Methods of Derivation
- Bootstrapping: A widely applicable method for CI calculation.
- Central Limit Theorem: Suitable for large samples; involves sample mean and standard deviation.
Example
- Bar Chart Representation: Error bars can represent CI, standard errors, or standard deviations.
- Calculation: Involves sample mean and variance, with results expressed in terms of a Student's t-distribution.
Interpretation
- Long-Run Frequency: CI indicates reliability in repeated sampling.
- Statistical Significance: 95% CI represents values not significantly different from the point estimate at the 0.05 level.
Common Misunderstandings
- Misinterpretation: 95% confidence does not imply 95% probability that the true parameter lies within the interval.
- Example: Misunderstandings about CI in manufactured products like metal rods.
Comparison
- Prediction Intervals: Used for forecasting future observations, different from CI.
- Credible Intervals: Bayesian method, often aligns with CI under non-informative priors.
Examples of Misinterpretation
- Uniform Location: Discusses statistical ideas and misinterpretations relating to CI.

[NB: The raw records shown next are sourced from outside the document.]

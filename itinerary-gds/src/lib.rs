//! Flight itinerary converter.
//!
//! Parses the plain text of a flight search result ("Air France 7,
//! 6:00 pm - 7:15 am+1, New York (JFK) ...") into segments and journeys, and
//! renders them as reservation-system itinerary lines or an availability
//! command.

pub mod booking;
pub mod config;
pub mod convert;
pub mod domain;
pub mod error;
pub mod format;
pub mod parser;
pub mod tables;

- ( \eta^2 ) in ANOVA: CI behavior as an effect size measure, especially when F-statistic is small.
Specific Distributions
- Binomial, Exponential, Poisson Distributions: Examples of CI applications.
- Regression Analysis: CI for parameters and differences of means.
See Also
- Related topics in statistics such as error bars, Bayesian inference, and prediction intervals.
These notes summarize the key points from a broad overview of confidence intervals, as detailed in the provided Wikipedia article. Understanding these basics aids in applying CI concepts correctly in statistical analysis and avoiding common pitfalls.